▶ TASK TO CARRY OUT: Wherever the word "SocketAddr" occurs in the lines below, copy the whole line.

── EXERCISE INPUT

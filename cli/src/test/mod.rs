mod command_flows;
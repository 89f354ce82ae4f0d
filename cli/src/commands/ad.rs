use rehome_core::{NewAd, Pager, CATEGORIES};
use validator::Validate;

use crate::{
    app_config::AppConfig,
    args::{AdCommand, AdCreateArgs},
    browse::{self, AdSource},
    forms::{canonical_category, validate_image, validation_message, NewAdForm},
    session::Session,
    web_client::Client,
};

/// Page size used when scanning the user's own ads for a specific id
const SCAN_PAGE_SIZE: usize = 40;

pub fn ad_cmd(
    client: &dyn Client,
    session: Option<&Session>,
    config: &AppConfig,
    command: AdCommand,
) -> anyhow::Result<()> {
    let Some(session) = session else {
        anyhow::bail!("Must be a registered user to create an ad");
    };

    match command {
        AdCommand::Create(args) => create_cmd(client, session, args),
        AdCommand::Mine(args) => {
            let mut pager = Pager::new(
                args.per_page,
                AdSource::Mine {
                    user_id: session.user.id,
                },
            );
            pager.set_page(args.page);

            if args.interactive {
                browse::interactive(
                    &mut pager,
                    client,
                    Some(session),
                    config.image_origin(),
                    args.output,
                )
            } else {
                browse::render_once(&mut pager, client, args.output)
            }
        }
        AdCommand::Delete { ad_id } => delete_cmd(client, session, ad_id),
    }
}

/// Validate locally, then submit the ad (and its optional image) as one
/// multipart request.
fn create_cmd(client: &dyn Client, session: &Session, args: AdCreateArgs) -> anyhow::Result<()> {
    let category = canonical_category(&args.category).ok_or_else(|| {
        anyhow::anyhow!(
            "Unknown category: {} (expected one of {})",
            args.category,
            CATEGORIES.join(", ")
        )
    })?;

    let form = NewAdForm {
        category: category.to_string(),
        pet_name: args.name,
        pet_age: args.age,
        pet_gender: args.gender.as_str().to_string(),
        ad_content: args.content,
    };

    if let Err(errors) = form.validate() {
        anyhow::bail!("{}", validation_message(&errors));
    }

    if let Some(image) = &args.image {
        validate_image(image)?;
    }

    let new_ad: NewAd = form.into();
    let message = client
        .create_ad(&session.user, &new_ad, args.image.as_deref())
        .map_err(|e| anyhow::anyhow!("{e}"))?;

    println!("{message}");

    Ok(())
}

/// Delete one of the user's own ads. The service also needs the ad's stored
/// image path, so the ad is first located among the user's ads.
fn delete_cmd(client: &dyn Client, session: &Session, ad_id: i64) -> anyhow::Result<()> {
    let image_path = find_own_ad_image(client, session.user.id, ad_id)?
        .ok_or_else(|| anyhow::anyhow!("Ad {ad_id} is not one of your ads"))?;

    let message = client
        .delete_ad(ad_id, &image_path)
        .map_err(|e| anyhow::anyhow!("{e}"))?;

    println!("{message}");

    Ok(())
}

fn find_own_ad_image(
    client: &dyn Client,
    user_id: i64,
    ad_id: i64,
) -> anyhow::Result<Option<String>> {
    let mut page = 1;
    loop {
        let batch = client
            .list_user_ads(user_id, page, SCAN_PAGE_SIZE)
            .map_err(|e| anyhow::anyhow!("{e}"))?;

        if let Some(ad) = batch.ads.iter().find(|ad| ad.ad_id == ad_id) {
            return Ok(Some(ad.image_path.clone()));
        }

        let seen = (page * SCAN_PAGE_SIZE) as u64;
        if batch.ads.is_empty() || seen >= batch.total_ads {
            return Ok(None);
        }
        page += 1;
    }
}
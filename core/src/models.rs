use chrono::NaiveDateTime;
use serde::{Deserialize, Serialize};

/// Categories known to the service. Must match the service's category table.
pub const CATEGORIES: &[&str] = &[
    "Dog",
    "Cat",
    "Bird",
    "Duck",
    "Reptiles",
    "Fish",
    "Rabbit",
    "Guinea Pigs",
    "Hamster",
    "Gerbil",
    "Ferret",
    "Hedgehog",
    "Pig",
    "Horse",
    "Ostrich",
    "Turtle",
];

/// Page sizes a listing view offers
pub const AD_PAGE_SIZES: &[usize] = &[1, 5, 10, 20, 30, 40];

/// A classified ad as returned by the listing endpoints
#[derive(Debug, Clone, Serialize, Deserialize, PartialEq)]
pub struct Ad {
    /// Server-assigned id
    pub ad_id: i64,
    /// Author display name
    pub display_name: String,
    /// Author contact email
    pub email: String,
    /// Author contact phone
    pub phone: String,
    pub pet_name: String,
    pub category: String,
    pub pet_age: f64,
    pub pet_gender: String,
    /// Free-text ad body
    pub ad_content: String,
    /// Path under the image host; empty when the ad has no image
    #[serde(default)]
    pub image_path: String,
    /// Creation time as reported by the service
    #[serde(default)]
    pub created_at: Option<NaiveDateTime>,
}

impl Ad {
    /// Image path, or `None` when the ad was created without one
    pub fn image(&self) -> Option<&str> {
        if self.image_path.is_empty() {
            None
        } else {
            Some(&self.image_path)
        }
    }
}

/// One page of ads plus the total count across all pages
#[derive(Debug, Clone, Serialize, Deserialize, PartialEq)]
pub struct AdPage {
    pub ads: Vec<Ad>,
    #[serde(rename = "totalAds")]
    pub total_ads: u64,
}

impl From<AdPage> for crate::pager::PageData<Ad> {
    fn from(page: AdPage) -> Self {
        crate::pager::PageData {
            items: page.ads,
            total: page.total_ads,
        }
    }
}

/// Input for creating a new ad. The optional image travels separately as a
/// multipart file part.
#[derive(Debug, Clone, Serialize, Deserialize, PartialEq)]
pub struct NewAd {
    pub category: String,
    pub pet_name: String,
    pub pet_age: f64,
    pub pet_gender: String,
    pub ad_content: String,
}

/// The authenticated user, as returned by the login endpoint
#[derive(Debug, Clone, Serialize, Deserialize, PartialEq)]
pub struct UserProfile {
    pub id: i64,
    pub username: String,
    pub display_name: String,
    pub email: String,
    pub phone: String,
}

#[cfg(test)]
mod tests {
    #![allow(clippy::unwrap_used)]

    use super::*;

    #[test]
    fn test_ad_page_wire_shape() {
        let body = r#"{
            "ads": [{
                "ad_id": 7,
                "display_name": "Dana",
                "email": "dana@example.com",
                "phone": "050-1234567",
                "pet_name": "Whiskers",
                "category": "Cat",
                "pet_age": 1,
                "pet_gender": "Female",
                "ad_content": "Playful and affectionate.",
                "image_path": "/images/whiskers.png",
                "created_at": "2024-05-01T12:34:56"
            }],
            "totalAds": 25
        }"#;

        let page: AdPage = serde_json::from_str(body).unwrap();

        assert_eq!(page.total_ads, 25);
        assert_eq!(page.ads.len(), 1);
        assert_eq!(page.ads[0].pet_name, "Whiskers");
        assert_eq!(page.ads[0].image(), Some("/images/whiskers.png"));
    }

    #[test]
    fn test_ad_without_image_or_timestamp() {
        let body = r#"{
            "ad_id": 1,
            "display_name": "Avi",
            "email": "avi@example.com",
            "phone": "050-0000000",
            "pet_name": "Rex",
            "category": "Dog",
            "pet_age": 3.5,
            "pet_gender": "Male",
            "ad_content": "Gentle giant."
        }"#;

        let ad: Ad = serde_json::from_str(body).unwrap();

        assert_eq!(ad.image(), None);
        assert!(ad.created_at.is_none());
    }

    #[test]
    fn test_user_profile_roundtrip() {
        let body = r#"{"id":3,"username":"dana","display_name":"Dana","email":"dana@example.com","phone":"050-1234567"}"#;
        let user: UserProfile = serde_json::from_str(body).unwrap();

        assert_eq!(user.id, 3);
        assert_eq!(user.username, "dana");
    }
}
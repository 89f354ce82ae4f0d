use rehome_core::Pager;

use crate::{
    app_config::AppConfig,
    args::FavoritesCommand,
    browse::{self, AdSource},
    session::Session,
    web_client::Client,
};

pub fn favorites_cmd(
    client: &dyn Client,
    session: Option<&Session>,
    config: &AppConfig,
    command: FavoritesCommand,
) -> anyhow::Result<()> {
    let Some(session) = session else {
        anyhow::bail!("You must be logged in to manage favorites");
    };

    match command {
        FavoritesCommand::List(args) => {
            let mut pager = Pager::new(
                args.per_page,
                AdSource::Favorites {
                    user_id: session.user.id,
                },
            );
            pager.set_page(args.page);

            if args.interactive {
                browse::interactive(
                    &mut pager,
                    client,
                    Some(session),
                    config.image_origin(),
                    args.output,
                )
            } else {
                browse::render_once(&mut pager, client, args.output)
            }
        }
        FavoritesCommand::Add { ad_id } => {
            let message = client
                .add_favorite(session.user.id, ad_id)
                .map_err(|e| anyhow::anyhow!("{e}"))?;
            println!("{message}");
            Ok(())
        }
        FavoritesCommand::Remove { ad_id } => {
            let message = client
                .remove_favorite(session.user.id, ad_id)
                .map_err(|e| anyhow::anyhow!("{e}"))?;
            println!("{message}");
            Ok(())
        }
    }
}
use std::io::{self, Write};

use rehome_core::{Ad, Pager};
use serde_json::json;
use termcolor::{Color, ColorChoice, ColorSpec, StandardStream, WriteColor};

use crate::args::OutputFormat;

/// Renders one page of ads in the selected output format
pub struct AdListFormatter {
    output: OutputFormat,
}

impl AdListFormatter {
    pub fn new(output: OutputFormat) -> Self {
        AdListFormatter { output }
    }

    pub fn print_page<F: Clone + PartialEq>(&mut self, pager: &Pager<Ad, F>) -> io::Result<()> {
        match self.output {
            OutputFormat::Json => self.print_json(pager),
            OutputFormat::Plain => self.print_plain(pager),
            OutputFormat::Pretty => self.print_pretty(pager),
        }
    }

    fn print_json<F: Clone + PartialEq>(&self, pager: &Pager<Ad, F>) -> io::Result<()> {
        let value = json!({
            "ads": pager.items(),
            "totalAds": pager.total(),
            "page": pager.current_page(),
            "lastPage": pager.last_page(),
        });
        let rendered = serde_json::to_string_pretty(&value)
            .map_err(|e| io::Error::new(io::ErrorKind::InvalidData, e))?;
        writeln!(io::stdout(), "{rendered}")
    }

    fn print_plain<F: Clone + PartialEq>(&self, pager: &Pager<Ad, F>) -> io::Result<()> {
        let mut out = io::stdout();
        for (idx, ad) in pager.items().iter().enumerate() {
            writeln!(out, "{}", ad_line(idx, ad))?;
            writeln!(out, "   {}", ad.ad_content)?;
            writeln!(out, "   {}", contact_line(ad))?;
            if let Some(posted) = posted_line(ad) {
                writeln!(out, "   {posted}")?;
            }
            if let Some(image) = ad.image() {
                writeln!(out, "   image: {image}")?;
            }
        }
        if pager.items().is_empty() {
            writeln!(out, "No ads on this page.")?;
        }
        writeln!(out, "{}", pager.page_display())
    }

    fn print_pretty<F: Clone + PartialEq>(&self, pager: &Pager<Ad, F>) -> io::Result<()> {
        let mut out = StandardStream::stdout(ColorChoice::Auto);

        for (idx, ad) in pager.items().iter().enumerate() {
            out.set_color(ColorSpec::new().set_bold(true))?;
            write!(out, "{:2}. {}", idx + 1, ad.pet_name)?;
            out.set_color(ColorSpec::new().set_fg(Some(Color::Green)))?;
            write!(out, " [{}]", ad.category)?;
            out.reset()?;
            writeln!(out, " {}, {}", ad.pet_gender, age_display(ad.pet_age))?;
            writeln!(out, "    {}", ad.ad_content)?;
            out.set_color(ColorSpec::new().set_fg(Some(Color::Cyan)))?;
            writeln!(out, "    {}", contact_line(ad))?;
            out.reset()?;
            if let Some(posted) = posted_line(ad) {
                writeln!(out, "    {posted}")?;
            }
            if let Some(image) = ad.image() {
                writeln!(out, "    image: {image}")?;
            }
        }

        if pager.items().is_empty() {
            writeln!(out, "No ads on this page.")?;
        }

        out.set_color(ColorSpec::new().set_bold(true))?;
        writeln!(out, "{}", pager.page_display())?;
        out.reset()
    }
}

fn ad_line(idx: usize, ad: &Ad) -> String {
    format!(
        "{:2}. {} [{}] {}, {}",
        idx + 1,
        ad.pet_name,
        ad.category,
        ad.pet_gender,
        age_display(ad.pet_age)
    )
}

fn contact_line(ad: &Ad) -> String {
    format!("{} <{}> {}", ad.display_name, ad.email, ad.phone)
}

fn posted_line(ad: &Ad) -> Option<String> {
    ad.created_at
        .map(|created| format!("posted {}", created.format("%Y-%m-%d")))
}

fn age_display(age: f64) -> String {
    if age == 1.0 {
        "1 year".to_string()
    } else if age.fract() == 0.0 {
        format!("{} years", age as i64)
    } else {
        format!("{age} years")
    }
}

────
── EXERCISE INPUT

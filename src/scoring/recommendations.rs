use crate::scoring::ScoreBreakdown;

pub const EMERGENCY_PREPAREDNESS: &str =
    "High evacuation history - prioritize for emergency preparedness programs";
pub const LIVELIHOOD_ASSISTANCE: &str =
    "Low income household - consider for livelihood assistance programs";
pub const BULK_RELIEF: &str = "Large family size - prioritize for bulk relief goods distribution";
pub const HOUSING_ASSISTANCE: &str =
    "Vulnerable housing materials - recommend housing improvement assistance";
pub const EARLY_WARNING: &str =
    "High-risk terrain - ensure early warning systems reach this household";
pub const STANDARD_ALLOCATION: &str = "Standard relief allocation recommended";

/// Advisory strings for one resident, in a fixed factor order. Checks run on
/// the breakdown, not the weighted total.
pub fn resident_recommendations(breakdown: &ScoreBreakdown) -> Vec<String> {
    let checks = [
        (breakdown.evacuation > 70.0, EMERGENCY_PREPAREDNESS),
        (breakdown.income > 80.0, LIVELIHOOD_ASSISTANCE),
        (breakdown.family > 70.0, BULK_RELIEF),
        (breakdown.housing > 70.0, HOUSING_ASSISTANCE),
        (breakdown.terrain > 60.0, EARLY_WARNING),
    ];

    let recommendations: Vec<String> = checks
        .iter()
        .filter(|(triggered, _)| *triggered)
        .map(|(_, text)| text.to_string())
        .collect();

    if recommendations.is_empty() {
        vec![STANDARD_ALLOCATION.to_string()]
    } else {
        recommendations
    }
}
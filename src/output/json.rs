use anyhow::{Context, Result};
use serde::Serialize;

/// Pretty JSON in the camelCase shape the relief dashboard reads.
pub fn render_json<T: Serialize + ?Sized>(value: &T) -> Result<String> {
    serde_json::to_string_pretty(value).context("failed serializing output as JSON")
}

────
── EXERCISE INPUT

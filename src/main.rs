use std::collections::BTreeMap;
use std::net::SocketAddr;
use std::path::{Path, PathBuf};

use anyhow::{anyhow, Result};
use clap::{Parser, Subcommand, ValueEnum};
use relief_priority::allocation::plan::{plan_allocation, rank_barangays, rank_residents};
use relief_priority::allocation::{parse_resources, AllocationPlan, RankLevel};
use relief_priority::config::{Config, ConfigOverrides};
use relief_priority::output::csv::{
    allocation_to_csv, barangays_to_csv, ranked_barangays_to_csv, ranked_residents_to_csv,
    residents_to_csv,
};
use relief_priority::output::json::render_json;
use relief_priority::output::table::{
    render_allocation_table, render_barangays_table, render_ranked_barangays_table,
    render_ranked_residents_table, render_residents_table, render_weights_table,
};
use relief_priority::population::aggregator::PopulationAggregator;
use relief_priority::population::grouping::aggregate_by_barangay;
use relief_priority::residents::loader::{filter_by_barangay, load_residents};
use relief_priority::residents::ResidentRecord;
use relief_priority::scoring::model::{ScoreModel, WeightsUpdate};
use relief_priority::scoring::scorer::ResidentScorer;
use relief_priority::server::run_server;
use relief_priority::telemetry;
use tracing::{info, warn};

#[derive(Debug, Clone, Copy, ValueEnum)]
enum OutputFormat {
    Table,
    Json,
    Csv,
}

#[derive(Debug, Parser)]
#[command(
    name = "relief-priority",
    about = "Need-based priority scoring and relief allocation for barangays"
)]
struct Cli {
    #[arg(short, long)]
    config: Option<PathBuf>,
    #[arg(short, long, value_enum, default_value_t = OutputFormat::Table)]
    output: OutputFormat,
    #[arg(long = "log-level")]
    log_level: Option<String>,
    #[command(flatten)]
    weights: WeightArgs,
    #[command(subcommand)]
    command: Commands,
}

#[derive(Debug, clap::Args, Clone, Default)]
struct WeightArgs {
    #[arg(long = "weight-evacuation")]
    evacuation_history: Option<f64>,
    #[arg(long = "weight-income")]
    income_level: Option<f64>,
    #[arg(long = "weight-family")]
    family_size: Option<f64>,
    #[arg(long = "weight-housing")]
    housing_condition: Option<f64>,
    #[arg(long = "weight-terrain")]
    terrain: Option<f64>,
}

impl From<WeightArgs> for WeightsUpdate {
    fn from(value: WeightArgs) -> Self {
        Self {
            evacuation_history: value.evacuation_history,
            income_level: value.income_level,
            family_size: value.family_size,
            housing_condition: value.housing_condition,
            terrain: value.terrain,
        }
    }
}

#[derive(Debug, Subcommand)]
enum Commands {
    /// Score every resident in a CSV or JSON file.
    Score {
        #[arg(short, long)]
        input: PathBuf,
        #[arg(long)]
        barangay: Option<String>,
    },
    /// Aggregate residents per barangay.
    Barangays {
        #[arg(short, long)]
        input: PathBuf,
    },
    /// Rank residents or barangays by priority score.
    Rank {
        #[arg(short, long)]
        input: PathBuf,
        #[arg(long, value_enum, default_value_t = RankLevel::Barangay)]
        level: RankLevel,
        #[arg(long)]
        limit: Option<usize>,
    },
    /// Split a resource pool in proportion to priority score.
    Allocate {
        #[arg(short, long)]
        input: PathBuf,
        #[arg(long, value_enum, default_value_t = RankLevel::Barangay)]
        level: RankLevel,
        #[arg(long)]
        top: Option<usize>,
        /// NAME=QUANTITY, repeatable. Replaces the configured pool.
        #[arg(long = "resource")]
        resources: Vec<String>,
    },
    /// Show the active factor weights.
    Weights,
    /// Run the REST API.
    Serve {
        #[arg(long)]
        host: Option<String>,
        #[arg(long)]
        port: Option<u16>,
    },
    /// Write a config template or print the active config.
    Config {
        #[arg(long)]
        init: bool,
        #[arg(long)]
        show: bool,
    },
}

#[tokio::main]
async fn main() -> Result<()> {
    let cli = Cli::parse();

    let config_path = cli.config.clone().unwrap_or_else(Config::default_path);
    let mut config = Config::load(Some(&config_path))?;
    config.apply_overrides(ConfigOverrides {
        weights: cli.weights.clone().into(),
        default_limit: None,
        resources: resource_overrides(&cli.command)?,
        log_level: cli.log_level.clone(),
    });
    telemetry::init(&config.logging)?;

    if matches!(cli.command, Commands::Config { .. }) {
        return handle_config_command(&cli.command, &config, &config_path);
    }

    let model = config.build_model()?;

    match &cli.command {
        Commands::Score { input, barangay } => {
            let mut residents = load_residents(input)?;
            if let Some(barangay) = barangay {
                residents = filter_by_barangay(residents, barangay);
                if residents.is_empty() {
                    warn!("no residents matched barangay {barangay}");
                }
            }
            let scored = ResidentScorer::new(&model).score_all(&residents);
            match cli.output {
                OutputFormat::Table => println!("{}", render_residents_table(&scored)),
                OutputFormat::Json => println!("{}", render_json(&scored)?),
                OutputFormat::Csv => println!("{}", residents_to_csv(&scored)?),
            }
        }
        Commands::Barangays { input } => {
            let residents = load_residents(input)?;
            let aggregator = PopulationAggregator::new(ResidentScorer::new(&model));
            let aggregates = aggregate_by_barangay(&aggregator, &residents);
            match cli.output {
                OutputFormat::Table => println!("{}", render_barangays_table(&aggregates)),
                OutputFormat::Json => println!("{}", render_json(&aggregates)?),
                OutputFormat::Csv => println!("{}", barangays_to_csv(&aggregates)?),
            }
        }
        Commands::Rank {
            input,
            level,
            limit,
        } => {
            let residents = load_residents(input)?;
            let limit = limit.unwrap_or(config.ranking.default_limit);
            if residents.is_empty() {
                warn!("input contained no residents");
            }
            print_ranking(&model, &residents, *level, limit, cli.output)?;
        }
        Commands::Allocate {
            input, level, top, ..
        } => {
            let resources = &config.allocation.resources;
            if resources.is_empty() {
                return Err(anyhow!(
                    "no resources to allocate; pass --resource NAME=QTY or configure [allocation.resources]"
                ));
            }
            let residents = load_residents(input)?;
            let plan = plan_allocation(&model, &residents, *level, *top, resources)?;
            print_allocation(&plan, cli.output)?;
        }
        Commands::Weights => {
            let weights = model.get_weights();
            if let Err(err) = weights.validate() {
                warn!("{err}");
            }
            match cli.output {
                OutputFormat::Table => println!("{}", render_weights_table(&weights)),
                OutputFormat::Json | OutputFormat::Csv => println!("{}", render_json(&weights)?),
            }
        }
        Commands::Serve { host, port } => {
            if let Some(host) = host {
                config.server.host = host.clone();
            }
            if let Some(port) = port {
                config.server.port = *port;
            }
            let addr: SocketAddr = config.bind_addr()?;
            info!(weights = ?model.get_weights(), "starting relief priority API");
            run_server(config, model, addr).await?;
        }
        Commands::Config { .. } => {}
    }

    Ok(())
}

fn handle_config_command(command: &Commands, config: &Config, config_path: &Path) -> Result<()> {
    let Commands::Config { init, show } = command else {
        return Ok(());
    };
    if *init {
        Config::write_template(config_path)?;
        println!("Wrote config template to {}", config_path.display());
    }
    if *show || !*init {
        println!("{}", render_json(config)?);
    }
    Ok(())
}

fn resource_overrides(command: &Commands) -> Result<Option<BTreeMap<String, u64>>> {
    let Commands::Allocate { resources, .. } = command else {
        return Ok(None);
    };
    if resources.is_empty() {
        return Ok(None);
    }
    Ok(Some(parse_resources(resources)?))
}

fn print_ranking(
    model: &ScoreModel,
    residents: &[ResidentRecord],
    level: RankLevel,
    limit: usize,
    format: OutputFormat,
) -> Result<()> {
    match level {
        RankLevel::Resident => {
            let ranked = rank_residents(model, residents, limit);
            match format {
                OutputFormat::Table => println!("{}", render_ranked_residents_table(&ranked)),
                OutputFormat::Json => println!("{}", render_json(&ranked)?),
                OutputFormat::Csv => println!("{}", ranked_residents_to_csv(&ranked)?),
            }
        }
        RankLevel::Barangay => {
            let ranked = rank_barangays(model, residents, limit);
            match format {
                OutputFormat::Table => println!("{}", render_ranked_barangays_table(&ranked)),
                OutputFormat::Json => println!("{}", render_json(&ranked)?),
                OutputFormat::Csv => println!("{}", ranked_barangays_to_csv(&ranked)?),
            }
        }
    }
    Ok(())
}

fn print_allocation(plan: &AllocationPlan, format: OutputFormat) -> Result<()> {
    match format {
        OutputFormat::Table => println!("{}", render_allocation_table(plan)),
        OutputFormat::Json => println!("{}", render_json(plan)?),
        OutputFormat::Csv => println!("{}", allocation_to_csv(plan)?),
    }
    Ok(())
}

────

▶ RESULT OF THIS EXERCISE:
use std::net::SocketAddr;
            let addr: SocketAddr = config.bind_addr()?;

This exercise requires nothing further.